Source: MSN Money

Zila Inc.’s worsening financial situation might force the company to file for Chapter 11 bankruptcy, despite a number of cost-saving measures, according to financial statements filed March 17.

Despite cost-reduction strategies, the company’s revenue and cash continue to decline, according to its quarterly filing with the U.S. Securities and Exchange Commission.

Scottsdale-based Zila’s cash and cash equivalents dropped to $2.5 million as of Jan. 31, compared with $3.2 million on Oct. 31 and $4.5 million on July 31.

“In order to continue as a going concern and fund our current level of operations over the next 12 months, we will require additional funds and need to restructure our senior secured convertible notes,” the company stated in its filing.

Company officials question whether Zila (Nasdaq: ZILA) has sufficient cash available to pay future quarterly interest payments due under those notes. Chapter 11 would allow the company to restructure its debts while continuing operations.

For the six months ended Jan. 31, Zila reported a net loss of $28 million on $18.2 million in revenue. That compares with a $9.6 million net loss on revenue of $21 million during the same period in 2008.

The oral cancer diagnostic company’s stock closed Wednesday at 14 cents a share, close to its 52-week low of 13 cents a share. Its 52-week high is $3.57.
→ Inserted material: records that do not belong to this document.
//! A marker surface that records and logs every DOM mutation.

use tracing::debug;

use super::MarkerSurface;
use crate::geo::LngLat;

/// One mutation applied to a [`MarkerSurface`].
#[derive(Debug, Clone, Copy, PartialEq)]
pub enum SurfaceOp {
    CreateMarker,
    SetMarkerPosition(LngLat),
    RemoveMarker,
    AttachAccuracyCircle,
    DetachAccuracyCircle,
    SetAccuracyRadius(f64),
    AttachHeading,
    DetachHeading,
    SetRotation(f64),
}

/// Marker surface backed by an operation log.
///
/// Used by the CLI to trace what a DOM implementation would do, and by tests
/// to assert on render idempotence.
#[derive(Debug, Clone, Default)]
pub struct RecordingSurface {
    ops: Vec<SurfaceOp>,
    marker: Option<LngLat>,
    accuracy_radius: Option<f64>,
    rotation: Option<f64>,
    has_marker: bool,
    has_accuracy_circle: bool,
    has_heading: bool,
}

impl RecordingSurface {
    /// Create an empty surface.
    pub fn new() -> Self {
        Self::default()
    }

    /// All operations applied so far, oldest first.
    pub fn ops(&self) -> &[SurfaceOp] {
        &self.ops
    }

    /// Number of recorded operations matching `predicate`.
    pub fn count(&self, predicate: impl Fn(&SurfaceOp) -> bool) -> usize {
        self.ops.iter().filter(|op| predicate(op)).count()
    }

    /// Forget recorded operations, keeping the current element state.
    pub fn clear_ops(&mut self) {
        self.ops.clear();
    }

    /// Whether the marker is currently on the map.
    pub fn has_marker(&self) -> bool {
        self.has_marker
    }

    /// Last marker position.
    pub fn marker_position(&self) -> Option<LngLat> {
        self.marker
    }

    /// Whether the accuracy circle is attached.
    pub fn has_accuracy_circle(&self) -> bool {
        self.has_accuracy_circle
    }

    /// Last accuracy radius in pixels.
    pub fn accuracy_radius(&self) -> Option<f64> {
        self.accuracy_radius
    }

    /// Whether the heading cone is attached.
    pub fn has_heading(&self) -> bool {
        self.has_heading
    }

    /// Last rotation in degrees.
    pub fn rotation(&self) -> Option<f64> {
        self.rotation
    }

    fn record(&mut self, op: SurfaceOp) {
        debug!(?op, "Marker surface");
        self.ops.push(op);
    }
}

impl MarkerSurface for RecordingSurface {
    fn create_marker(&mut self) {
        self.has_marker = true;
        self.record(SurfaceOp::CreateMarker);
    }

    fn set_marker_position(&mut self, at: LngLat) {
        self.marker = Some(at);
        self.record(SurfaceOp::SetMarkerPosition(at));
    }

    fn remove_marker(&mut self) {
        self.has_marker = false;
        self.record(SurfaceOp::RemoveMarker);
    }

    fn attach_accuracy_circle(&mut self) {
        self.has_accuracy_circle = true;
        self.record(SurfaceOp::AttachAccuracyCircle);
    }

    fn detach_accuracy_circle(&mut self) {
        self.has_accuracy_circle = false;
        self.record(SurfaceOp::DetachAccuracyCircle);
    }

    fn set_accuracy_radius(&mut self, radius_px: f64) {
        self.accuracy_radius = Some(radius_px);
        self.record(SurfaceOp::SetAccuracyRadius(radius_px));
    }

    fn attach_heading(&mut self) {
        self.has_heading = true;
        self.record(SurfaceOp::AttachHeading);
    }

    fn detach_heading(&mut self) {
        self.has_heading = false;
        self.record(SurfaceOp::DetachHeading);
    }

    fn set_rotation(&mut self, degrees: f64) {
        self.rotation = Some(degrees);
        self.record(SurfaceOp::SetRotation(degrees));
    }
}
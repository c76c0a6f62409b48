//! mapgeoloc - Geolocation overlay for interactive maps
//!
//! This library keeps a position marker, an accuracy circle and a heading
//! indicator in sync with a position source, and optionally re-centers the
//! map camera as the position moves.
//!
//! # Architecture
//!
//! ```text
//! PositionProvider ──► GeolocationControl ──pump──► GeolocatedMap
//!                              ▲                         │
//!                              │ notifications           ├─► GeolocationLayer ──► RenderState ──► MarkerSurface
//!                              └─────────────────────────┤                    └─► CameraController ──► HostMap
//!                                                        └─► Option<FloorOverlay>
//! ```
//!
//! A host map is wrapped once with [`add_geolocation_to`]. The resulting
//! [`GeolocatedMap`] owns the position state; a [`GeolocationControl`] can
//! then be attached to it to drive a [`PositionProvider`].

pub mod camera;
pub mod config;
pub mod control;
pub mod error;
pub mod events;
pub mod geo;
pub mod host;
pub mod layer;
pub mod logging;
pub mod map;
pub mod position;
pub mod provider;
pub mod render;

pub use config::{AutoZoom, ConfigError, ConfigFile, LayerOptions, SimulationSettings};
pub use control::{ButtonClasses, ControlState, ControlView, GeolocationControl};
pub use error::GeolocationError;
pub use events::{HeadingChanged, NamedEvent, PositionChanged, SubscriptionId, TrackingChanged};
pub use geo::{Bounds, LngLat};
pub use host::{
    CameraOptions, CameraTransform, FloorEvent, FloorOverlay, HeadlessMap, HostMap, MapEvent,
    MarkerSurface, RecordingSurface, SurfaceOp,
};
pub use map::{add_geolocation_to, GeolocatedMap, MapId};
pub use position::{Heading, Position, SharedPosition};
pub use provider::{
    ManualHandle, ManualProvider, PositionProvider, ProviderEvent, ProviderSink, ReplayError,
    ReplayProvider, SimulatorProvider, MIN_PROVIDER_INTERVAL,
};

/// Crate version.
pub const VERSION: &str = env!("CARGO_PKG_VERSION");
Last year, Nasdaq warned Zila that its stock was in danger of being delisted if it didn’t keep its price over $1 per share for 10 consecutive business days. In a last-ditch effort to prevent delisting, Zila issued a 1-for-7 reverse stock split Sept. 17, which enabled it to regain compliance under Marketplace Rule 4450(a)(5).

Zila continues to market its ViziLite Plus, which detects oral abnormalities that could lead to cancer, to dentists nationwide and in many other countries. Most recently, ViziLite sales expanded to India.

In an effort to lower Zila’s operating loss, company officials implemented salary reductions for some management personnel and eliminated 15 percent of its field sales force. It also eliminated the employee stock purchase plan and furloughed certain manufacturing production personnel.

The company recently moved its headquarters from Phoenix to Scottsdale, signing a two-year lease that costs $26,000 monthly.

Company officials continue to seek funding from financial and strategic investors as well as with the holders of the notes.

All potential investors Zila officials have talked to required as a condition of their investment that the notes be repaid from the funds provided by the investors. Investors also wanted the repayment to be at a substantial discount from the $12 million outstanding principal to reflect the current market value of those notes, according to the filing.

However, the holders of the notes have been unwilling to agree to an amount to extinguish this debt, the filing states.

Zila didn’t make its Jan. 31 interest payment, which puts the company in default of its notes.

Zila officials could not be reached for comment.